CAPÍTULO DOZE
No instante que as duas mulheres se despediram dele, Olavo ficou pensativo. E se tudo aquilo que ouviu das duas fosse de fato algo espiritual? Ele sempre foi muito cético com tudo que envolvia o sobrenatural. Para ele, advogado e ateu, só a ciência poderia ser explicada. Mas, aquela conversa mexeu com ele, de alguma forma.
— Você está muito impressionado, Olavo! Leve as moças até onde elas quiserem e fim de conversa!
Lavou os copos usados, secou e começou a encaixotar o restante das louças. Subiu em direção ao sótão e começou a descer as caixas, com certa dificuldade. Não eram muitas, mas carregadas de coisas antigas da família e ele teria que separar o que teria algum valor sentimental, como álbuns de fotografia ou objetos de valor.
— Pronto! Esta é a última! Vamos ver o que elas escondem.
Abriu uma delas e começou a retirar alguns álbuns com capa de couro e o nome da família em dourado. Uma toalha de mesa, ricamente bordada em cruz, muito bem conservada e uma boneca de porcelana. Guardou tudo, desanimado.
— Nenhuma caixa de joias? — Riu.
Pegou uma segunda, abrindo e recebendo um punhado de pó, fazendo com que espirrasse em seguida. Tirou de lá uma caixa menor com vários animais feitos de cristal, todos embalados em seda e preso em barbante. Olhou para dentro da caixa e retirou um embrulho pequeno, desembrulhando com cuidado e descobrindo ser uma caixinha de música, com as iniciais L.B.A. Dentro, algumas joias delicadas.
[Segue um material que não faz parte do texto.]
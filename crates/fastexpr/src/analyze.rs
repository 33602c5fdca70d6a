//! Binding analysis: the pre-pass that decides what a compiled body captures.
//!
//! The analyzer walks the tree once, collecting non-inline constants, free
//! parameters and nested lambdas into a [`ClosureInfo`] in encounter order.
//! Nested lambdas are compiled through the full pipeline as they are found,
//! and any parameter they capture from beyond this body's own parameter list
//! is re-exported into this body's captures.
//!
//! The analyzer is the supportedness gatekeeper: with the narrow exceptions
//! listed in [`crate::compile::Unsupported`]'s emission-only variants, any
//! tree it accepts will emit.

use std::rc::Rc;

use crate::{
    closure::{ClosureInfo, NestedLambda},
    compile::{self, Unsupported},
    expr::{Expr, LambdaExpr, MemberBinding, ParamExpr},
    registry::Registry,
};

/// Walks one lambda body and produces its closure bookkeeping, or `None`
/// when the body captures nothing.
pub(crate) fn analyze(
    registry: &Registry,
    body: &Expr,
    params: &[Rc<ParamExpr>],
) -> Result<Option<ClosureInfo>, Unsupported> {
    let mut analyzer = Analyzer {
        registry,
        params,
        info: None,
    };
    analyzer.visit(body)?;
    Ok(analyzer.info)
}

struct Analyzer<'a> {
    registry: &'a Registry,
    /// The body's own parameter list; anything else is free.
    params: &'a [Rc<ParamExpr>],
    /// Created lazily at the first capture.
    info: Option<ClosureInfo>,
}

impl Analyzer<'_> {
    fn info(&mut self) -> &mut ClosureInfo {
        self.info.get_or_insert_with(ClosureInfo::default)
    }

    fn is_declared(&self, param: &Rc<ParamExpr>) -> bool {
        self.params.iter().any(|p| Rc::ptr_eq(p, param))
    }

    fn visit(&mut self, expr: &Expr) -> Result<(), Unsupported> {
        match expr {
            Expr::Constant(node) => {
                if !node.is_inline_encodable() {
                    self.info().add_constant(node);
                }
            }

            Expr::Parameter(param) => {
                if !self.is_declared(param) {
                    self.info().capture_param(param);
                }
            }

            Expr::Convert { operand, .. } => self.visit(operand)?,

            Expr::Call { receiver, args, .. } => {
                if let Some(receiver) = receiver {
                    self.visit(receiver)?;
                }
                for arg in args {
                    self.visit(arg)?;
                }
            }

            Expr::Member { object, .. } => {
                if let Some(object) = object {
                    self.visit(object)?;
                }
            }

            Expr::New(new) => {
                for arg in &new.args {
                    self.visit(arg)?;
                }
            }

            Expr::NewArrayInit { items, .. } => {
                for item in items {
                    self.visit(item)?;
                }
            }

            Expr::MemberInit { new, bindings } => {
                for arg in &new.args {
                    self.visit(arg)?;
                }
                for binding in bindings {
                    let MemberBinding::Assign { value, .. } = binding else {
                        return Err(Unsupported::MemberBinding);
                    };
                    self.visit(value)?;
                }
            }

            Expr::Lambda(lambda) => self.nested(lambda)?,

            Expr::Invoke { target, args } => {
                self.visit(target)?;
                for arg in args {
                    self.visit(arg)?;
                }
            }

            Expr::Compare { left, right, .. } | Expr::Binary { left, right, .. } => {
                self.visit(left)?;
                self.visit(right)?;
            }

            Expr::ArrayIndex { array, index } => {
                self.visit(array)?;
                self.visit(index)?;
            }

            Expr::Unary { operand, .. } => self.visit(operand)?,
        }
        Ok(())
    }

    /// Compiles a nested lambda through the full pipeline and records it.
    ///
    /// Inner captures that are not declared by this body are free variables
    /// of a still-further-outer scope and propagate into this body's
    /// captures, so the chain of closures can thread them inward.
    fn nested(&mut self, lambda: &Rc<LambdaExpr>) -> Result<(), Unsupported> {
        let (callable, inner) = compile::compile_nested(self.registry, lambda)?;
        if let Some(inner) = &inner {
            for param in &inner.captured_params {
                if !self.is_declared(param) {
                    self.info().capture_param(param);
                }
            }
        }
        self.info().add_nested(NestedLambda {
            callable,
            source: lambda.clone(),
            closure: inner.map(Box::new),
        });
        Ok(())
    }
}
//! The fallback contract: anything outside the supported subset compiles to
//! `None`, with no partial effects, so callers can hand the tree to their
//! general evaluator.

use fastexpr::{
    compile, BinOp, ClassBuilder, CmpOp, CtorBody, CtorId, Expr, LambdaExpr, MemberBinding,
    MemberRef, NewExpr, ParamExpr, Registry, Ty, UnaryOp, Value,
};

#[test]
fn arithmetic_is_outside_the_subset() {
    // (x: int) => x + 1
    let registry = Registry::new();
    let x = ParamExpr::new("x", Ty::Int);
    let lambda = LambdaExpr::new(
        vec![x.clone()],
        Expr::Binary {
            op: BinOp::Add,
            left: Box::new(Expr::param(&x)),
            right: Box::new(Expr::int(1)),
        },
        Ty::Int,
    );
    assert!(compile(&registry, &lambda).is_none());
}

#[test]
fn unary_operators_are_outside_the_subset() {
    let registry = Registry::new();
    let x = ParamExpr::new("x", Ty::Bool);
    let lambda = LambdaExpr::new(
        vec![x.clone()],
        Expr::Unary {
            op: UnaryOp::Not,
            operand: Box::new(Expr::param(&x)),
        },
        Ty::Bool,
    );
    assert!(compile(&registry, &lambda).is_none());
}

#[test]
fn unsupported_nodes_anywhere_in_the_tree_reject_the_compile() {
    // Supported root, unsupported operand.
    let registry = Registry::new();
    let x = ParamExpr::new("x", Ty::Int);
    let lambda = LambdaExpr::new(
        vec![x.clone()],
        Expr::compare(
            CmpOp::Eq,
            Expr::Binary {
                op: BinOp::Mul,
                left: Box::new(Expr::param(&x)),
                right: Box::new(Expr::int(2)),
            },
            Expr::int(4),
        ),
        Ty::Bool,
    );
    assert!(compile(&registry, &lambda).is_none());
}

#[test]
fn convert_to_the_universal_reference_type_is_rejected() {
    // (s: string) => (object)s
    let registry = Registry::new();
    let s = ParamExpr::new("s", Ty::Str);
    let lambda = LambdaExpr::new(
        vec![s.clone()],
        Expr::Convert {
            operand: Box::new(Expr::param(&s)),
            ty: Ty::Object,
        },
        Ty::Object,
    );
    assert!(compile(&registry, &lambda).is_none());
}

#[test]
fn non_assignment_member_bindings_are_rejected() {
    let mut registry = Registry::new();
    let class = registry.add_class(
        ClassBuilder::new("Bag")
            .auto_property("Items", Ty::array_of(Ty::Int))
            .ctor(Vec::new(), CtorBody::FieldInit),
    );
    let member = MemberRef::Property { class, prop: 0 };
    for binding in [
        MemberBinding::Nested {
            member,
            bindings: Vec::new(),
        },
        MemberBinding::List {
            member,
            items: Vec::new(),
        },
    ] {
        let lambda = LambdaExpr::new(
            Vec::new(),
            Expr::MemberInit {
                new: NewExpr {
                    ctor: CtorId { class, index: 0 },
                    args: Vec::new(),
                },
                bindings: vec![binding],
            },
            Ty::Class(class),
        );
        assert!(compile(&registry, &lambda).is_none());
    }
}

#[test]
fn property_without_a_getter_rejects_access() {
    let mut registry = Registry::new();
    let class = registry.add_class(
        ClassBuilder::new("WriteOnly")
            .setter_property("Secret", Ty::Str)
            .ctor(Vec::new(), CtorBody::FieldInit),
    );
    let p = ParamExpr::new("p", Ty::Class(class));
    let lambda = LambdaExpr::new(
        vec![p.clone()],
        Expr::Member {
            object: Some(Box::new(Expr::param(&p))),
            member: MemberRef::Property { class, prop: 0 },
        },
        Ty::Str,
    );
    assert!(compile(&registry, &lambda).is_none());
}

#[test]
fn property_without_a_setter_rejects_member_init() {
    let mut registry = Registry::new();
    let class = registry.add_class(
        ClassBuilder::new("ReadOnly")
            .getter_property("Id", Ty::Int)
            .ctor(Vec::new(), CtorBody::FieldInit),
    );
    let lambda = LambdaExpr::new(
        Vec::new(),
        Expr::MemberInit {
            new: NewExpr {
                ctor: CtorId { class, index: 0 },
                args: Vec::new(),
            },
            bindings: vec![MemberBinding::Assign {
                member: MemberRef::Property { class, prop: 0 },
                value: Expr::int(1),
            }],
        },
        Ty::Class(class),
    );
    assert!(compile(&registry, &lambda).is_none());
}

#[test]
fn unsupported_nested_lambda_rejects_the_outer_compile() {
    // () => ((x: int) => x + 1): the nested body is unsupported, and the
    // failure propagates to the top-level compile.
    let registry = Registry::new();
    let x = ParamExpr::new("x", Ty::Int);
    let inner = LambdaExpr::new(
        vec![x.clone()],
        Expr::Binary {
            op: BinOp::Add,
            left: Box::new(Expr::param(&x)),
            right: Box::new(Expr::int(1)),
        },
        Ty::Int,
    );
    let outer = LambdaExpr::new(Vec::new(), Expr::Lambda(inner.clone()), inner.fn_ty());
    assert!(compile(&registry, &outer).is_none());
}

#[test]
fn rejection_leaves_the_tree_reusable() {
    // A rejected compile mutates nothing: the same nodes compile fine in a
    // supported tree afterwards.
    let registry = Registry::new();
    let x = ParamExpr::new("x", Ty::Int);
    let bad = LambdaExpr::new(
        vec![x.clone()],
        Expr::Binary {
            op: BinOp::Add,
            left: Box::new(Expr::param(&x)),
            right: Box::new(Expr::param(&x)),
        },
        Ty::Int,
    );
    assert!(compile(&registry, &bad).is_none());

    let good = LambdaExpr::new(
        vec![x.clone()],
        Expr::compare(CmpOp::Eq, Expr::param(&x), Expr::param(&x)),
        Ty::Bool,
    );
    let f = compile(&registry, &good).expect("supported");
    assert_eq!(f.invoke(&registry, &[Value::Int(1)]).unwrap().as_bool(), Some(true));
}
Foi colocando tudo no sofá, com cuidado e, ao olhar o fundo da caixa, havia um embrulho maior e ornamentado com flores secas de alfazema e fitinhas mimosas que um dia fora rosa. Tirou a caixa para o lado, colocando o embrulho em seu colo, soltando o lacinho delicadamente e assim que terminou de desembrulhar, surgiu um lindo vestido azul rendado, com pequeninas flores bordadas. Junto com ele, um laço de fita de cetim e um cartão, já desbotado pelo tempo:
"De nossa amada Liandra. Eternamente, nossa borboleta."
— Óh, minha nossa! Era verdade...
Ele olhava para o vestido, compreendendo naquele instante, que existem muitos mistérios que jamais iremos entender. Convencido, ele decide revelar para as duas o que acabara de descobrir. Envolveu o vestido e a fita de volta no embrulho, com cuidado para não danificar e se levantou.
Pegou uma caixa menor, colocando o embrulho dentro e reservou sobre o aparador.
— Amanhã mesmo, irei mostrar a elas o que encontrei. Sei que saberão exatamente o que fazer. — Sorriu, satisfeito com a decisão.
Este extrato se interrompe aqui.